21 thoughts on “Salty Little Lies: Coley’s Episode 7 Recap”

  1. I said it before and I’ll say it again you are too hard on yourself, minor error and it wasn’t even eventful, no big deal. I think your food is great and you are doing very well. xo

  2. Well said. Hopefully this will be the end of “HamGate.” I applaud serious foodies, but the blog commenter who supposedly won’t let her children watch a show that “accepts lying” needs to a) turn the TV off for all political debates and television commercials, and b) start saving for her kids’ therapy right away. I’m pretty sure no one’s life will be negatively impacted if they switch out their dried/cured ham.

  3. I can’t believe the kid I treated like my own “annoying” little sister grew up to be such a beautiful and talented women. No matter what happens on the show Nicole is already a star in SJ!

  4. I’m thinking there isn’t Serrano ham in FN kitchen and the judges knew it ahead of time. You sincerely apologized for your mistake and now it’s time to move on, babe. Even the lion from Narnia forgave the boy for his wrong doing and then said, “we shall never speak of this again.” Words well spoken. My only regret right now is that I wasn’t there to taste those awesome scallops!

  5. Chef Nicole, I have not lost faith in you. Looking at the two meats, I can’t tell a dime’s worth o’ difference! You also owned up to it. You deserve credit for that. This was NOT “the Great Old West Train Robbery.”. Still, “the camera is always on.” But it is for the other finalists, too. And I can find quite a bit more to criticize with most of *them*. It is good that you posted both the side by side pics of both meats and also included the Wikipedia thing, and explained about the Champagne. All of this is good to know. Week after week I see you delivering one reliable and wonderfully tasty dish after another. The way you introduced yourself in ep.1, (unpretentious and clear/lucid) and the way you were informal, warm and confident in ep.2 w/”guiding Alton through some cooking”, was excellent! Keep those great flavors coming. Relax a bit, Keep smiling. There’s alot to like about you. 🙂

  6. 1: Anyone that was really bothered by the whole thing should be ashamed of themselves. That said, your explanation is awesome and the more behind the scenes stuff regarding the show and how it works the better (hint).
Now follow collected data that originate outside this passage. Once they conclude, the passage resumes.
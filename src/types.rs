//! Mapping registry C types onto Rust types.

use crate::registry::{BaseType, CType};

/// How a group is exposed in Rust, for typing the parameters that name it.
#[derive(Debug, Clone, Copy, PartialEq, Eq)]
pub enum GroupKind {
    Enum,
    Flags,
}

#[derive(Debug, Clone, Copy, PartialEq, Eq)]
pub struct TypedGroup<'a> {
    pub kind: GroupKind,
    /// Rust name of the generated type.
    pub ty: &'a str,
}

/// What happens to a value crossing between the typed wrapper and the raw function.
#[derive(Debug, Clone, Copy, PartialEq, Eq)]
pub enum Conversion {
    Pass,
    EnumToRaw,
    FlagsBits,
    BoolToRaw,
    PtrCast,
    RawToBool,
    RawToEnum,
    RawToFlags,
}

impl Conversion {
    /// Wrap `expr` so it has the type the other side expects.
    pub fn apply(self, expr: &str, ty: &str) -> String {
        match self {
            Conversion::Pass => expr.to_owned(),
            Conversion::EnumToRaw => format!("{} as _", expr),
            Conversion::FlagsBits => format!("{}.bits()", expr),
            Conversion::BoolToRaw => format!("{} as u8", expr),
            Conversion::PtrCast => format!("{}.cast()", expr),
            Conversion::RawToBool => format!("{} != 0", expr),
            Conversion::RawToEnum => format!("{}::from_raw({})", enum_of(ty), expr),
            Conversion::RawToFlags => format!("{}::from_bits_retain({})", ty, expr),
        }
    }
}

fn enum_of(ty: &str) -> &str {
    ty.strip_prefix("Option<")
        .and_then(|inner| inner.strip_suffix('>'))
        .unwrap_or(ty)
}

#[derive(Debug, Clone, PartialEq, Eq)]
pub struct Mapped {
    pub ty: String,
    pub conversion: Conversion,
}

/// Registry aliases that are plain Rust primitives on every platform.
pub fn primitive(ptype: &str) -> Option<&'static str> {
    Some(match ptype {
        "GLenum" | "GLbitfield" | "GLuint" => "u32",
        "GLint" | "GLsizei" | "GLfixed" | "GLclampx" => "i32",
        "GLfloat" | "GLclampf" => "f32",
        "GLdouble" | "GLclampd" => "f64",
        "GLboolean" | "GLubyte" => "u8",
        "GLbyte" => "i8",
        "GLshort" => "i16",
        "GLushort" | "GLhalf" | "GLhalfNV" | "GLhalfARB" => "u16",
        "GLint64" | "GLint64EXT" => "i64",
        "GLuint64" | "GLuint64EXT" => "u64",
        "GLintptr" | "GLsizeiptr" | "GLintptrARB" | "GLsizeiptrARB" => "isize",
        "GLchar" | "GLcharARB" => "c_char",
        "GLvoid" => "c_void",
        _ => return None,
    })
}

fn base_name(base: &BaseType) -> String {
    match base {
        BaseType::Named(name) => match primitive(name) {
            Some(primitive) => primitive.to_owned(),
            None => format!("types::{}", name),
        },
        // `void`, `struct _cl_context` and other opaque C text.
        BaseType::Raw(_) => "c_void".to_owned(),
    }
}

/// Wrap `base` in the pointers of `ty`.
///
/// A pointer is `*const` when the thing it points to is `const`: the base type for the
/// innermost pointer, the next pointer inward for the others.
pub fn render_pointers(ty: &CType, base: &str) -> String {
    let mut out = base.to_owned();
    for (i, _) in ty.pointers.iter().enumerate() {
        let pointee_const = if i == 0 { ty.is_const } else { ty.pointers[i - 1] };
        out = format!("*{} {}", if pointee_const { "const" } else { "mut" }, out);
    }
    out
}

/// The plain Rust type of `ty`, ignoring any group.
pub fn raw(ty: &CType) -> String {
    render_pointers(ty, &base_name(&ty.base))
}

/// Opaque C structs are `c_void` here but named types in the raw layer.
fn plain(ty: &CType) -> Mapped {
    let conversion = match &ty.base {
        BaseType::Raw(name) if name != "void" && ty.is_pointer() => Conversion::PtrCast,
        _ => Conversion::Pass,
    };
    Mapped {
        ty: raw(ty),
        conversion,
    }
}

/// Type of a parameter, and how to hand it to the raw function.
pub fn param(ty: &CType, group: Option<TypedGroup<'_>>) -> Mapped {
    let ptype = ty.ptype();
    match (ptype, ty.pointers.as_slice(), group) {
        (Some("GLenum"), [], Some(TypedGroup { kind: GroupKind::Enum, ty: name })) => Mapped {
            ty: name.to_owned(),
            conversion: Conversion::EnumToRaw,
        },
        (Some("GLenum"), [_], Some(TypedGroup { kind: GroupKind::Enum, ty: name }))
            if ty.is_const =>
        {
            Mapped {
                ty: render_pointers(ty, name),
                conversion: Conversion::PtrCast,
            }
        }
        (Some("GLbitfield"), [], Some(TypedGroup { kind: GroupKind::Flags, ty: name })) => {
            Mapped {
                ty: name.to_owned(),
                conversion: Conversion::FlagsBits,
            }
        }
        (Some("GLboolean"), [], _) => Mapped {
            ty: "bool".to_owned(),
            conversion: Conversion::BoolToRaw,
        },
        _ => plain(ty),
    }
}

/// Return type of a command, and how to turn the raw result into it.
///
/// `None` for `void`.
pub fn ret(ty: &CType, group: Option<TypedGroup<'_>>) -> Option<Mapped> {
    if ty.is_void() {
        return None;
    }
    let ptype = ty.ptype();
    Some(match (ptype, ty.is_pointer(), group) {
        (Some("GLenum"), false, Some(TypedGroup { kind: GroupKind::Enum, ty: name })) => Mapped {
            ty: format!("Option<{}>", name),
            conversion: Conversion::RawToEnum,
        },
        (Some("GLbitfield"), false, Some(TypedGroup { kind: GroupKind::Flags, ty: name })) => {
            Mapped {
                ty: name.to_owned(),
                conversion: Conversion::RawToFlags,
            }
        }
        (Some("GLboolean"), false, _) => Mapped {
            ty: "bool".to_owned(),
            conversion: Conversion::RawToBool,
        },
        _ => plain(ty),
    })
}

#[cfg(test)]
mod tests {
    use super::*;

    fn ty(before: &str, ptype: Option<&str>, after: &str) -> CType {
        CType::parse(before, ptype, after).unwrap()
    }

    const FACE: TypedGroup<'static> = TypedGroup {
        kind: GroupKind::Enum,
        ty: "TriangleFace",
    };
    const MASK: TypedGroup<'static> = TypedGroup {
        kind: GroupKind::Flags,
        ty: "ClearBufferMask",
    };

    #[test]
    fn pointers() {
        assert_eq!(raw(&ty("const", Some("GLchar"), "*const*")), "*const *const c_char");
        assert_eq!(raw(&ty("", Some("GLchar"), "**")), "*mut *mut c_char");
        assert_eq!(raw(&ty("const", Some("GLchar"), "**")), "*mut *const c_char");
        assert_eq!(raw(&ty("const void *", None, "")), "*const c_void");
        assert_eq!(raw(&ty("", Some("GLint"), "*")), "*mut i32");
        assert_eq!(raw(&ty("struct _cl_context *", None, "")), "*mut c_void");
    }

    #[test]
    fn opaque_structs_are_cast() {
        let mapped = param(&ty("struct _cl_context *", None, ""), None);
        assert_eq!(mapped.ty, "*mut c_void");
        assert_eq!(mapped.conversion, Conversion::PtrCast);
        let mapped = param(&ty("const void *", None, ""), None);
        assert_eq!(mapped.conversion, Conversion::Pass);
    }

    #[test]
    fn scalars() {
        assert_eq!(raw(&CType::named("GLsizeiptr")), "isize");
        assert_eq!(raw(&CType::named("GLsync")), "types::GLsync");
        assert_eq!(raw(&CType::named("GLDEBUGPROC")), "types::GLDEBUGPROC");
        assert_eq!(param(&CType::named("GLenum"), None).ty, "u32");
        assert_eq!(param(&CType::named("GLbitfield"), None).ty, "u32");
    }

    #[test]
    fn typed_params() {
        let mapped = param(&CType::named("GLenum"), Some(FACE));
        assert_eq!(mapped.ty, "TriangleFace");
        assert_eq!(mapped.conversion.apply("mode", &mapped.ty), "mode as _");

        let mapped = param(&ty("const", Some("GLenum"), "*"), Some(FACE));
        assert_eq!(mapped.ty, "*const TriangleFace");
        assert_eq!(mapped.conversion, Conversion::PtrCast);

        // GL writes through the pointer, so any value may come back.
        let mapped = param(&ty("", Some("GLenum"), "*"), Some(FACE));
        assert_eq!(mapped.ty, "*mut u32");

        let mapped = param(&CType::named("GLbitfield"), Some(MASK));
        assert_eq!(mapped.ty, "ClearBufferMask");
        assert_eq!(mapped.conversion.apply("mask", &mapped.ty), "mask.bits()");

        // A bitmask group on a GLenum stays raw.
        assert_eq!(param(&CType::named("GLenum"), Some(MASK)).ty, "u32");

        let mapped = param(&CType::named("GLboolean"), None);
        assert_eq!(mapped.ty, "bool");
        assert_eq!(mapped.conversion.apply("normalized", "bool"), "normalized as u8");
    }

    #[test]
    fn returns() {
        assert_eq!(ret(&ty("void", None, ""), None), None);

        let mapped = ret(&CType::named("GLenum"), Some(FACE)).unwrap();
        assert_eq!(mapped.ty, "Option<TriangleFace>");
        assert_eq!(mapped.conversion.apply("r", &mapped.ty), "TriangleFace::from_raw(r)");

        let mapped = ret(&CType::named("GLboolean"), None).unwrap();
        assert_eq!(mapped.conversion.apply("r", &mapped.ty), "r != 0");

        let mapped = ret(&CType::named("GLbitfield"), Some(MASK)).unwrap();
        assert_eq!(
            mapped.conversion.apply("r", &mapped.ty),
            "ClearBufferMask::from_bits_retain(r)"
        );

        let mapped = ret(&ty("const", Some("GLubyte"), "*"), None).unwrap();
        assert_eq!(mapped.ty, "*const u8");
    }
}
    2: It was obvious by the way you described it in the diary room that you were not being devious. If you had tented your fingers it would have been a different story, but you didn’t so you are innocent.

    3: I need a way to get these eppys downloaded so I can make gifs and screenshots. Does the network give you…vhs tapes or something?

    1. Thanks! It seems that half the audience didn’t see it as a big deal, and especially those who know me. But there were definitely a lot of people who were absolutely appalled by it! Hopefully they all read this blog and get me off the hook. I have no idea how to get the episodes downloaded, the network most certainly does not provide us with a copy. I do know you can view the episodes on youtube however. There are some good memes and gifs over at http://hotdogrocket.tumblr.com/. You need to step up your game!! haha (be sure to locate the resting bitch face gif, its perfect). Thanks again for all the love, Mr. Einstein!

      1. Oh I will get it done. And I also won’t point out the fact that you directed me to a site called hot dog rocket in a comment in the post about how much you study European meats. TV-G, Gaffney! Sheesh.

  7. I’m so glad I discovered your blog. It is a “must read” for all of the posters on the FN blog site! I didn’t think, for one second, that you intentionally intended to misrepresent the ham…and you deserve KUDOS for keeping it together during your presentation when the wind blew away your dish! I had no idea that the specialty foods (as opposed to “the obvious” ones) had no labeling. Alton, and especially Giada, did not think you were doing anything underhanded, and you apologized. I consider you as a front-runner in this contest and I have believed in your integrity throughout the contest. You have been honest about all of your mistakes, in your blogs, and that is the most important lesson that you have learned. Wishing you continued success and I look forward to each Sunday night’s episode!